If you're Feeling Anxious, you're not Alone.
If you’re feeling anxious these days, you’re not alone. This is the time of year that many of us yearn for, as it’s so beautiful - It’s warm and bright, everything blooming, so why anxious?
When the energy in nature is rising and coming into its fullest expression, its flow is strong and can feel overwhelming, causing heart palpitations and anxiety. We are part of nature, therefore subject to its energy. It’s easiest to see this in the autumn when the leaves are falling and the plants return to the earth. The emotion of sadness and grief can show up, which is descending energy.
In the early summer, it’s the opposite. With the blooming, we ultimately feel joy and peace, (balanced chi) but when it’s excessive the joy can shift to anxiety and peace can turn to manic, (imbalanced or maladapted chi).
In my book The Empowered Yogi, I wrote about a student who was experiencing this anxiety, which was getting in the way of her creative flow. You may be able to relate.
Stella added the finishing highlights on the leaves of her large painting of lilies. This painting was her most significant piece and would be featured in a group show in a hip new art gallery in mid-June. Her joy of working on this painting had changed to a feeling of anxiety. Are the colors brilliant enough? Is the lighting right? Did this painting evoke a mood, or is it just another pretty painting of flowers?
She stepped back to look at it and noticed her breath was shorter and her mind was racing. Suddenly, she could only see harsh brush strokes and brash colors trying to blend, looking amateurish. Her heart was racing, and desperate thoughts of what to do to make it better were flying through her mind. Her creative juices were nowhere to be found.
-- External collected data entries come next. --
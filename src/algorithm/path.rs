use std::collections::HashMap;

use crate::graph::VertexId;

/// Rebuilds the start-to-end vertex sequence from a predecessor table.
///
/// Returns `[start]` when `start == end` (the trivial path, cost zero), and
/// the empty sequence when `end` has no predecessor entry, which is the
/// unambiguous "unreachable" signal. Callers must treat emptiness as
/// failure, not as a path of length zero.
///
/// Expects an engine-produced table: a chain of entries rooted at `start`,
/// with `start` itself absent. Following it backward from `end` therefore
/// terminates at `start`.
pub fn reconstruct(
    predecessors: &HashMap<VertexId, VertexId>,
    start: VertexId,
    end: VertexId,
) -> Vec<VertexId> {
    if start == end {
        return vec![start];
    }
    if !predecessors.contains_key(&end) {
        return Vec::new();
    }

    let mut path = Vec::new();
    let mut step = Some(end);
    while let Some(vertex) = step {
        path.push(vertex);
        step = predecessors.get(&vertex).copied();
    }
    path.reverse();
    path
}
use num_traits::{Float, Zero};
use std::fmt::Debug;

use crate::graph::{Edge, EdgeId, VertexId};

/// Per-step observation hooks for the shortest path engine.
///
/// Every method is a no-op by default, so a subscriber implements only the
/// events it cares about. Notification is one-directional: the engine never
/// changes its behavior based on what an observer does, and for a fixed
/// graph and (start, end) pair the event sequence is deterministic, so a
/// visual replay of a run is reproducible.
///
/// Callbacks run synchronously on the engine's thread. A subscriber may
/// deliberately pace inside a callback (e.g. sleep to animate each step)
/// without affecting traversal order.
pub trait SearchObserver<W>
where
    W: Float + Zero + Debug + Copy,
{
    /// The vertex was popped from the frontier as the closest unexpanded
    /// one and is about to be examined.
    fn on_vertex_visiting(&mut self, _vertex: VertexId) {}

    /// The vertex is closed: its neighbor scan finished, or its frontier
    /// entry was stale and skipped, or it is the target and the search
    /// stopped early.
    fn on_vertex_finalized(&mut self, _vertex: VertexId) {}

    /// Examining the edge found a strictly smaller total distance to its
    /// target than previously known.
    fn on_edge_relaxed(&mut self, _edge: &Edge<W>, _new_distance: W) {}

    /// The candidate distance over this edge was equal to or worse than the
    /// best known distance to its target.
    fn on_edge_rejected(&mut self, _edge: &Edge<W>, _candidate_distance: W) {}
}

/// The zero-subscriber observer.
impl<W> SearchObserver<W> for ()
where
    W: Float + Zero + Debug + Copy,
{
}

/// One recorded engine event. See [`SearchObserver`] for when each fires.
#[derive(Debug, Clone, PartialEq)]
pub enum TraceEvent<W>
where
    W: Float + Zero + Debug + Copy,
{
    Visit(VertexId),
    Finalize(VertexId),
    Relax { edge: EdgeId, distance: W },
    Reject { edge: EdgeId, distance: W },
}

/// An observer that records the full event sequence of a run, for replay or
/// for asserting on engine behavior in tests.
#[derive(Debug, Clone)]
pub struct TraceRecorder<W>
where
    W: Float + Zero + Debug + Copy,
{
    events: Vec<TraceEvent<W>>,
}

impl<W> Default for TraceRecorder<W>
where
    W: Float + Zero + Debug + Copy,
{
    fn default() -> Self {
        Self::new()
    }
}

impl<W> TraceRecorder<W>
where
    W: Float + Zero + Debug + Copy,
{
    pub fn new() -> Self {
        TraceRecorder { events: Vec::new() }
    }

    /// The events recorded so far, in emission order
    pub fn events(&self) -> &[TraceEvent<W>] {
        &self.events
    }

    /// Drops all recorded events, keeping the recorder reusable across runs
    pub fn clear(&mut self) {
        self.events.clear();
    }

    pub fn into_events(self) -> Vec<TraceEvent<W>> {
        self.events
    }
}

impl<W> SearchObserver<W> for TraceRecorder<W>
where
    W: Float + Zero + Debug + Copy,
{
    fn on_vertex_visiting(&mut self, vertex: VertexId) {
        self.events.push(TraceEvent::Visit(vertex));
    }

    fn on_vertex_finalized(&mut self, vertex: VertexId) {
        self.events.push(TraceEvent::Finalize(vertex));
    }

    fn on_edge_relaxed(&mut self, edge: &Edge<W>, new_distance: W) {
        self.events.push(TraceEvent::Relax {
            edge: edge.id(),
            distance: new_distance,
        });
    }

    fn on_edge_rejected(&mut self, edge: &Edge<W>, candidate_distance: W) {
        self.events.push(TraceEvent::Reject {
            edge: edge.id(),
            distance: candidate_distance,
        });
    }
}
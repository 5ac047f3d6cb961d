pub mod model;

pub use model::{Edge, EdgeId, Graph, Vertex, VertexId};
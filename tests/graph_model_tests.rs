use ordered_float::OrderedFloat;
use pathwatch::{Error, Graph};

type W = OrderedFloat<f64>;

#[test]
fn test_vertex_name_must_not_be_blank() {
    let mut graph: Graph<W> = Graph::new();

    assert!(matches!(graph.add_vertex(""), Err(Error::InvalidName(_))));
    assert!(matches!(graph.add_vertex("   "), Err(Error::InvalidName(_))));
    assert!(matches!(graph.add_vertex("\t\n"), Err(Error::InvalidName(_))));
    assert_eq!(graph.vertex_count(), 0);

    let a = graph.add_vertex("A").unwrap();
    assert_eq!(graph.vertex_name(a), Some("A"));
}

#[test]
fn test_rename_validates_like_creation() {
    let mut graph: Graph<W> = Graph::new();
    let a = graph.add_vertex("A").unwrap();

    assert!(matches!(
        graph.rename_vertex(a, "  "),
        Err(Error::InvalidName(_))
    ));
    assert_eq!(graph.vertex_name(a), Some("A"), "Failed rename must not stick");

    graph.rename_vertex(a, "Start").unwrap();
    assert_eq!(graph.vertex_name(a), Some("Start"));

    graph.remove_vertex(a);
    assert!(matches!(
        graph.rename_vertex(a, "Ghost"),
        Err(Error::UnknownVertex(_))
    ));
}

#[test]
fn test_add_edge_requires_live_endpoints() {
    let mut graph: Graph<W> = Graph::new();
    let a = graph.add_vertex("A").unwrap();
    let b = graph.add_vertex("B").unwrap();
    graph.remove_vertex(b);

    assert!(matches!(
        graph.add_edge(a, b, OrderedFloat(1.0)),
        Err(Error::UnknownVertex(_))
    ));
    assert!(matches!(
        graph.add_edge(b, a, OrderedFloat(1.0)),
        Err(Error::UnknownVertex(_))
    ));
    assert_eq!(graph.edge_count(), 0);
}

#[test]
fn test_edges_keep_insertion_order() {
    let mut graph: Graph<W> = Graph::new();
    let a = graph.add_vertex("A").unwrap();
    let b = graph.add_vertex("B").unwrap();
    let c = graph.add_vertex("C").unwrap();

    let first = graph.add_edge(a, b, OrderedFloat(2.0)).unwrap();
    let second = graph.add_edge(a, c, OrderedFloat(1.0)).unwrap();
    let third = graph.add_edge(a, b, OrderedFloat(9.0)).unwrap();

    let ids: Vec<_> = graph.edges_of(a).map(|e| e.id()).collect();
    assert_eq!(ids, vec![first, second, third]);

    let vertex = graph.vertex(a).unwrap();
    assert_eq!(vertex.name(), "A");
    assert_eq!(vertex.edges().len(), 3);
}

#[test]
fn test_remove_edge_is_idempotent() {
    let mut graph: Graph<W> = Graph::new();
    let a = graph.add_vertex("A").unwrap();
    let b = graph.add_vertex("B").unwrap();
    let e = graph.add_edge(a, b, OrderedFloat(4.0)).unwrap();

    assert!(graph.remove_edge(e));
    assert_eq!(graph.edge_count(), 0);
    assert!(!graph.remove_edge(e), "Second removal must be a no-op");
}

#[test]
fn test_remove_vertex_cascades_to_incident_edges() {
    let mut graph: Graph<W> = Graph::new();
    let a = graph.add_vertex("A").unwrap();
    let b = graph.add_vertex("B").unwrap();
    let c = graph.add_vertex("C").unwrap();

    graph.add_edge(a, b, OrderedFloat(1.0)).unwrap();
    let b_c = graph.add_edge(b, c, OrderedFloat(1.0)).unwrap();
    let c_b = graph.add_edge(c, b, OrderedFloat(1.0)).unwrap();
    let a_c = graph.add_edge(a, c, OrderedFloat(1.0)).unwrap();

    assert!(graph.remove_vertex(b));
    assert!(!graph.contains_vertex(b));
    assert_eq!(graph.vertex_count(), 2);

    // Outgoing edges died with the vertex, edges targeting it were swept
    // from their owners; the unrelated A->C edge survives.
    assert_eq!(graph.edge_weight(b_c), None);
    assert_eq!(graph.edge_weight(c_b), None);
    assert_eq!(graph.edge_weight(a_c), Some(OrderedFloat(1.0)));
    assert_eq!(graph.edge_count(), 1);

    assert!(!graph.remove_vertex(b), "Second removal must be a no-op");
}

#[test]
fn test_edge_weight_is_mutable() {
    let mut graph: Graph<W> = Graph::new();
    let a = graph.add_vertex("A").unwrap();
    let b = graph.add_vertex("B").unwrap();
    let e = graph.add_edge(a, b, OrderedFloat(4.0)).unwrap();

    assert!(graph.set_edge_weight(e, OrderedFloat(2.5)));
    assert_eq!(graph.edge_weight(e), Some(OrderedFloat(2.5)));

    graph.remove_edge(e);
    assert!(!graph.set_edge_weight(e, OrderedFloat(1.0)));
}

#[test]
fn test_ids_are_never_reused() {
    let mut graph: Graph<W> = Graph::new();
    let a = graph.add_vertex("A").unwrap();
    graph.remove_vertex(a);
    let b = graph.add_vertex("B").unwrap();

    assert_ne!(a, b);
    assert_eq!(graph.vertex_name(a), None, "Stale handle must dangle");
    assert_eq!(graph.vertex_name(b), Some("B"));
}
She was trying too hard to make it what she thought people would want rather than what was creatively flowing through her.
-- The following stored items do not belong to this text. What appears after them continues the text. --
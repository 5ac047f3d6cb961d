pub mod dijkstra;
pub mod observer;
pub mod path;

pub use dijkstra::Dijkstra;
pub use observer::{SearchObserver, TraceEvent, TraceRecorder};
In the early summer, the fire season, the sprouting energy of the previous spring season wood element rises up from a sprout to a flower. Most sprouts look alike, just like babies look alike; it’s hard to see the gender or unique personality of the baby. But as the sprout grows into a flower, it individuates to become its most unique and beautiful form.
We see this as children mature into teenagers; they become themselves, and gender differences and styles become much more distinct. All is well when we’re just a little bud sprouting up, and it’s thrilling to become ourselves and open our flowers. But as we blossom into who we are, we can feel anxious.
Our confidence can fade quickly when we feel vulnerable and judged for what we offer. Anxiety sets in. Will we be accepted and loved? This is the natural energy of the early summer when the heart is in energetic high tide. Our fire energy is at its peak, as it’s the most yang season energetically. When the anxiety of yang fire energy is high, we add the grounded clarity of the yin water element, balancing fire and water into stillness. Long, slow exhales clear the turbid mind.
Stella remembered this teaching from a yoga class she had recently been to when she realized she was trying too hard. Stella wasn’t normally an anxious person; she embodied a solid, bright confidence. But Stella, like all of us in the early summer, is prone to the energy of the natural world rising to its peak. When we are met with our natural anxiety about deadlines, we can be wise and tend to what’s happening internally.
Stella sat on her meditation cushion with her eyes closed and felt her breath, one hand on her heart and one hand on her belly, which was feeling very tight. “Ahhh” – the relief of a long exhale. Her shoulders softened. She leaned into her back body. Four-count inhales, and six-count exhales, suspend the breath at the end of the exhale to touch stillness. Then inhale slowly into the bottom lobes of the lungs to fill the back body, and exhale even slower. Pause at the end of the exhale and suspend into nothingness.
This is where the magic is – the sacred pause.
Stella breathed through the heart and small intestine meridians as she had recently learned in her Meridian Flow class. She inhaled, visualizing a golden stream of light up the small intestine meridian, from her pinky fingernails up her hands, up her arms, to the shoulder blades, and up her neck to her inner ears. Then she exhaled the heart meridians from the armpits down to the inner arms to her pinkies.
Her mind stabilized into neutrality. She moved through slow sun salutations and a couple of standing poses while she breathed through the meridians to keep her mind and energy centered, which unraveled the tension she was holding. She then moved into a backbend to open her heart to its divine wisdom, followed by a twist to release the spine. She realized her anxiety about her painting was blocking her creative flow. She finished with a forward bend to find stillness. She could then return to her painting with a calm, fresh, open mind.
So the next time you find yourself in an anxious state, know that it’s normal for the season, and breathe deeper than you normally breathe with longer slower exhales. Focusing the mind on the meridians helps calm the racing mind and guides the chi in the pattern for a smooth flow.
Open your HEART and anchor your mind:
INHALE up the small intestine meridian
EXHALE down the heart meridian
We are ultimately responsible for our own healing.